◆ **WORK TO BE COMPLETED**: Read the lines below and count those that have the word "Formality". Respond with the number only.

◆ **ENTRIES SHOWN**:
····················

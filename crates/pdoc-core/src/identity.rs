//! # Identifier Newtypes
//!
//! Newtype wrappers for generation identifiers so a request id can never be
//! passed where a document id is expected.

use serde::{Deserialize, Serialize};
use uuid::Uuid;

/// Identifier of one generated document.
///
/// UUIDv7: unique per generation and ordered by creation time.
#[derive(Debug, Clone, Copy, PartialEq, Eq, PartialOrd, Ord, Hash, Serialize, Deserialize)]
#[serde(transparent)]
pub struct DocumentId(pub Uuid);

/// Identifier of one generation request.
#[derive(Debug, Clone, Copy, PartialEq, Eq, Hash, Serialize, Deserialize)]
#[serde(transparent)]
pub struct RequestId(pub Uuid);

impl DocumentId {
    /// Generate a new time-ordered document identifier.
    pub fn new() -> Self {
        Self(Uuid::now_v7())
    }

    /// Access the inner UUID.
    pub fn as_uuid(&self) -> &Uuid {
        &self.0
    }
}

impl Default for DocumentId {
    fn default() -> Self {
        Self::new()
    }
}

impl RequestId {
    /// Generate a new random request identifier.
    pub fn new() -> Self {
        Self(Uuid::new_v4())
    }

    /// Access the inner UUID.
    pub fn as_uuid(&self) -> &Uuid {
        &self.0
    }
}

impl Default for RequestId {
    fn default() -> Self {
        Self::new()
    }
}

impl std::fmt::Display for DocumentId {
    fn fmt(&self, f: &mut std::fmt::Formatter<'_>) -> std::fmt::Result {
        write!(f, "doc:{}", self.0)
    }
}

impl std::fmt::Display for RequestId {
    fn fmt(&self, f: &mut std::fmt::Formatter<'_>) -> std::fmt::Result {
        write!(f, "req:{}", self.0)
    }
}
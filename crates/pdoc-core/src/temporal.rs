//! # Generation Timestamps
//!
//! [`Timestamp`] stamps document metadata, generation results and status
//! transitions. It is always UTC with whole seconds, so it serializes as
//! `YYYY-MM-DDTHH:MM:SSZ`. Legal text shows the calendar date in the
//! document language through [`Timestamp::date_label`].

use chrono::{DateTime, Datelike, SubsecRound, Utc};
use serde::{Deserialize, Serialize};

use crate::error::PdocError;
use crate::language::Language;

const ENGLISH_MONTHS: [&str; 12] = [
    "January", "February", "March", "April", "May", "June", "July", "August", "September",
    "October", "November", "December",
];

/// UTC instant with second precision.
#[derive(Debug, Clone, Copy, PartialEq, Eq, PartialOrd, Ord, Hash, Serialize, Deserialize)]
pub struct Timestamp(DateTime<Utc>);

impl Timestamp {
    /// The current instant.
    pub fn now() -> Self {
        Self(Utc::now().trunc_subsecs(0))
    }

    /// Parse an RFC 3339 instant in `Z` form. Explicit offsets, including
    /// `+00:00`, are rejected; fractional seconds are dropped.
    pub fn parse(value: &str) -> Result<Self, PdocError> {
        let invalid = |reason: String| PdocError::InvalidTimestamp {
            value: value.to_string(),
            reason,
        };
        if !value.ends_with('Z') {
            return Err(invalid("expected a UTC instant ending in Z".to_string()));
        }
        DateTime::parse_from_rfc3339(value)
            .map(|dt| Self(dt.with_timezone(&Utc).trunc_subsecs(0)))
            .map_err(|e| invalid(e.to_string()))
    }

    /// Calendar date as written in legal text: `ngày 05 tháng 03 năm 2026`
    /// or `5 March 2026`.
    pub fn date_label(&self, language: Language) -> String {
        let date = self.0.date_naive();
        match language {
            Language::Vietnamese => format!(
                "ngày {:02} tháng {:02} năm {}",
                date.day(),
                date.month(),
                date.year()
            ),
            Language::English => format!(
                "{} {} {}",
                date.day(),
                ENGLISH_MONTHS[date.month0() as usize],
                date.year()
            ),
        }
    }
}

impl std::fmt::Display for Timestamp {
    fn fmt(&self, f: &mut std::fmt::Formatter<'_>) -> std::fmt::Result {
        write!(f, "{}", self.0.format("%Y-%m-%dT%H:%M:%SZ"))
    }
}
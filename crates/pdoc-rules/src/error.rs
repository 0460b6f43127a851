//! Errors raised while loading or checking rule tables.

use std::path::PathBuf;

use thiserror::Error;

/// Failure to load or validate a [`RuleTables`](crate::RuleTables) set.
#[derive(Error, Debug)]
pub enum RulesError {
    /// The rule file could not be read.
    #[error("failed to read rule tables from {path}: {source}")]
    Io {
        /// Path that was being read.
        path: PathBuf,
        /// Underlying I/O error.
        #[source]
        source: std::io::Error,
    },

    /// The YAML document does not describe a complete table set.
    #[error("failed to parse rule tables: {0}")]
    Yaml(#[from] serde_yaml::Error),

    /// The tables parsed but contradict themselves.
    #[error("inconsistent rule table `{table}`: {detail}")]
    Inconsistent {
        /// Which table failed the check.
        table: &'static str,
        /// What is wrong with it.
        detail: String,
    },
}
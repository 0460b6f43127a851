//! # Document Content Model
//!
//! The synthesized content of one legal document: an ordered list of
//! [`DocumentSection`]s, descriptive [`DocumentMetadata`], the embedded
//! [`CulturalAdaptation`], and two content-level scores.
//!
//! Section order is defined by the template, never alphabetical, and is
//! stable for identical (document type, industry, language) input.

use serde::{Deserialize, Serialize};

use crate::culture::CulturalAdaptation;
use crate::digest::{sha256_digest, ContentDigest};
use crate::document_type::DocumentType;
use crate::error::PdocError;
use crate::language::Language;
use crate::score::Score;
use crate::temporal::Timestamp;

/// Structural role of a section, used by the renderer.
#[derive(Debug, Clone, Copy, PartialEq, Eq, Hash, Default, Serialize, Deserialize)]
#[serde(rename_all = "snake_case")]
pub enum SectionType {
    /// Document header block.
    Header,
    /// Prose body (default).
    #[default]
    Body,
    /// Bulleted list.
    List,
    /// Tabular content.
    Table,
    /// Footer block.
    Footer,
}

/// One synthesized section of a document.
#[derive(Debug, Clone, PartialEq, Eq, Hash, Serialize, Deserialize)]
pub struct DocumentSection {
    /// Stable section identifier (e.g. `data-collection`).
    pub id: String,
    /// Section heading in the document language.
    pub title: String,
    /// Synthesized body text with business tokens substituted.
    pub content: String,
    /// Structural role.
    pub section_type: SectionType,
    /// Ordered legal citations backing the section.
    pub legal_references: Vec<String>,
    /// Cultural-adaptation notes for the reviewer.
    pub cultural_notes: Vec<String>,
}

/// Descriptive metadata of synthesized content.
#[derive(Debug, Clone, PartialEq, Serialize, Deserialize)]
pub struct DocumentMetadata {
    /// Document title.
    pub title: String,
    /// Content version.
    pub version: String,
    /// Tag identifying the component that produced the content.
    pub created_by: String,
    /// Creation time (stamped at synthesis).
    pub created_at: Timestamp,
    /// Last modification time (stamped at synthesis).
    pub modified_at: Timestamp,
    /// Document language.
    pub language: Language,
    /// Purpose statement.
    pub purpose: String,
    /// Regulations the document is written against.
    pub applicable_regulations: Vec<String>,
    /// Document type of the template that produced this content.
    pub document_type: DocumentType,
    /// Identifier of that template.
    pub template_id: String,
    /// Company the document was generated for.
    pub company_name: String,
    /// Normalized industry label of the company.
    pub industry: String,
    /// Template sections that had no text pattern and were skipped.
    #[serde(default)]
    pub missing_sections: Vec<String>,
}

/// The complete synthesized content of a document.
#[derive(Debug, Clone, PartialEq, Serialize, Deserialize)]
pub struct DocumentContent {
    /// Sections in template order.
    pub sections: Vec<DocumentSection>,
    /// Descriptive metadata.
    pub metadata: DocumentMetadata,
    /// Cultural adaptation applied during synthesis.
    pub cultural_adaptation: CulturalAdaptation,
    /// Fraction of sections backed by at least one legal citation.
    pub legal_compliance_level: Score,
    /// Fraction of requested sections that were synthesized.
    pub generation_quality: Score,
}

impl DocumentContent {
    /// Look up a section by id.
    pub fn section(&self, id: &str) -> Option<&DocumentSection> {
        self.sections.iter().find(|s| s.id == id)
    }

    /// Section ids in document order.
    pub fn section_ids(&self) -> Vec<&str> {
        self.sections.iter().map(|s| s.id.as_str()).collect()
    }

    /// Titles and bodies of every section joined with newlines.
    pub fn full_text(&self) -> String {
        let mut text = String::new();
        for section in &self.sections {
            text.push_str(&section.title);
            text.push('\n');
            text.push_str(&section.content);
            text.push('\n');
        }
        text
    }

    /// Whether any section cites `citation` verbatim.
    pub fn cites(&self, citation: &str) -> bool {
        self.sections
            .iter()
            .any(|s| s.legal_references.iter().any(|r| r == citation))
    }

    /// Digest of the section list. Timestamps are excluded, so identical
    /// synthesis inputs always produce identical digests.
    ///
    /// # Errors
    ///
    /// Returns [`PdocError::Json`] if serialization fails.
    pub fn digest(&self) -> Result<ContentDigest, PdocError> {
        sha256_digest(&self.sections)
    }
}

#[cfg(test)]
mod tests {
    use super::*;
    use crate::culture::{Formality, LanguageComplexity, RegionalAdaptation};

    fn section(id: &str, refs: &[&str]) -> DocumentSection {
        DocumentSection {
            id: id.to_string(),
            title: format!("Title {id}"),
            content: format!("Body of {id}"),
            section_type: SectionType::Body,
            legal_references: refs.iter().map(|r| r.to_string()).collect(),
            cultural_notes: vec![],
        }
    }

    fn content(sections: Vec<DocumentSection>) -> DocumentContent {
        let now = Timestamp::now();
        DocumentContent {
            sections,
            metadata: DocumentMetadata {
                title: "Privacy Policy".to_string(),
                version: "1.0".to_string(),
                created_by: "test".to_string(),
                created_at: now,
                modified_at: now,
                language: Language::English,
                purpose: "testing".to_string(),
                applicable_regulations: vec![],
                document_type: DocumentType::PrivacyPolicy,
                template_id: "tpl-privacy-policy-generic".to_string(),
                company_name: "ABC Co".to_string(),
                industry: "technology".to_string(),
                missing_sections: vec![],
            },
            cultural_adaptation: CulturalAdaptation {
                header_style: "clean-professional".to_string(),
                greeting: "Dear".to_string(),
                closing: "Sincerely".to_string(),
                signature: "Board".to_string(),
                formality: Formality::Moderate,
                language_complexity: LanguageComplexity::Balanced,
                regional: RegionalAdaptation::default(),
            },
            legal_compliance_level: Score::ONE,
            generation_quality: Score::ONE,
        }
    }

    #[test]
    fn section_lookup_and_order() {
        let c = content(vec![section("b", &[]), section("a", &[])]);
        assert_eq!(c.section_ids(), vec!["b", "a"]);
        assert!(c.section("a").is_some());
        assert!(c.section("z").is_none());
    }

    #[test]
    fn cites_matches_exact_reference() {
        let c = content(vec![section("a", &["Decree 13, Art. 11"])]);
        assert!(c.cites("Decree 13, Art. 11"));
        assert!(!c.cites("Decree 13"));
    }

    #[test]
    fn full_text_contains_titles_and_bodies() {
        let c = content(vec![section("a", &[])]);
        let text = c.full_text();
        assert!(text.contains("Title a"));
        assert!(text.contains("Body of a"));
    }

    #[test]
    fn digest_ignores_metadata_timestamps() {
        let a = content(vec![section("a", &["x"])]);
        let mut b = a.clone();
        b.metadata.created_at = Timestamp::parse("2020-01-01T00:00:00Z").unwrap();
        assert_eq!(a.digest().unwrap(), b.digest().unwrap());
    }
}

····················

◆ **YOUR SOLUTION**: 2